Task brief: Which lines below contain "following"? Pull them out.

Study material:
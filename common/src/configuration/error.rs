// Copyright 2024. The Tari Project
//
// Redistribution and use in source and binary forms, with or without modification, are permitted provided that the
// following conditions are met:
//
// 1. Redistributions of source code must retain the above copyright notice, this list of conditions and the following
// disclaimer.
//
// 2. Redistributions in binary form must reproduce the above copyright notice, this list of conditions and the
// following disclaimer in the documentation and/or other materials provided with the distribution.
//
// 3. Neither the name of the copyright holder nor the names of its contributors may be used to endorse or promote
// products derived from this software without specific prior written permission.
//
// THIS SOFTWARE IS PROVIDED BY THE COPYRIGHT HOLDERS AND CONTRIBUTORS "AS IS" AND ANY EXPRESS OR IMPLIED WARRANTIES,
// INCLUDING, BUT NOT LIMITED TO, THE IMPLIED WARRANTIES OF MERCHANTABILITY AND FITNESS FOR A PARTICULAR PURPOSE ARE
// DISCLAIMED. IN NO EVENT SHALL THE COPYRIGHT HOLDER OR CONTRIBUTORS BE LIABLE FOR ANY DIRECT, INDIRECT, INCIDENTAL,
// SPECIAL, EXEMPLARY, OR CONSEQUENTIAL DAMAGES (INCLUDING, BUT NOT LIMITED TO, PROCUREMENT OF SUBSTITUTE GOODS OR
// SERVICES; LOSS OF USE, DATA, OR PROFITS; OR BUSINESS INTERRUPTION) HOWEVER CAUSED AND ON ANY THEORY OF LIABILITY,
// WHETHER IN CONTRACT, STRICT LIABILITY, OR TORT (INCLUDING NEGLIGENCE OR OTHERWISE) ARISING IN ANY WAY OUT OF THE
// USE OF THIS SOFTWARE, EVEN IF ADVISED OF THE POSSIBILITY OF SUCH DAMAGE.

use thiserror::Error;

#[derive(Debug, Error)]
pub enum ConfigurationError {
    #[error("Invalid value for `{field}`{}: {message}", .value.as_ref().map(|v| format!(" ({})", v)).unwrap_or_default())]
    InvalidValue {
        field: &'static str,
        value: Option<String>,
        message: String,
    },
    #[error("Failed to load configuration: {0}")]
    ConfigError(#[from] config::ConfigError),
    #[error("IO error: {0}")]
    IoError(#[from] std::io::Error),
}

impl ConfigurationError {
    pub fn new<T: ToString>(field: &'static str, value: Option<String>, message: T) -> Self {
        ConfigurationError::InvalidValue {
            field,
            value,
            message: message.to_string(),
        }
    }
}

#[cfg(test)]
mod test {
    use super::*;

    #[test]
    fn it_formats_the_offending_value() {
        let err = ConfigurationError::new("network", Some("moonnet".to_string()), "Invalid network option");
        assert_eq!(err.to_string(), "Invalid value for `network` (moonnet): Invalid network option");

        let err = ConfigurationError::new("tld", None, "must not be empty");
        assert_eq!(err.to_string(), "Invalid value for `tld`: must not be empty");
    }
}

Solution for this exercise:
// following conditions are met:
// 1. Redistributions of source code must retain the above copyright notice, this list of conditions and the following
// following disclaimer in the documentation and/or other materials provided with the distribution.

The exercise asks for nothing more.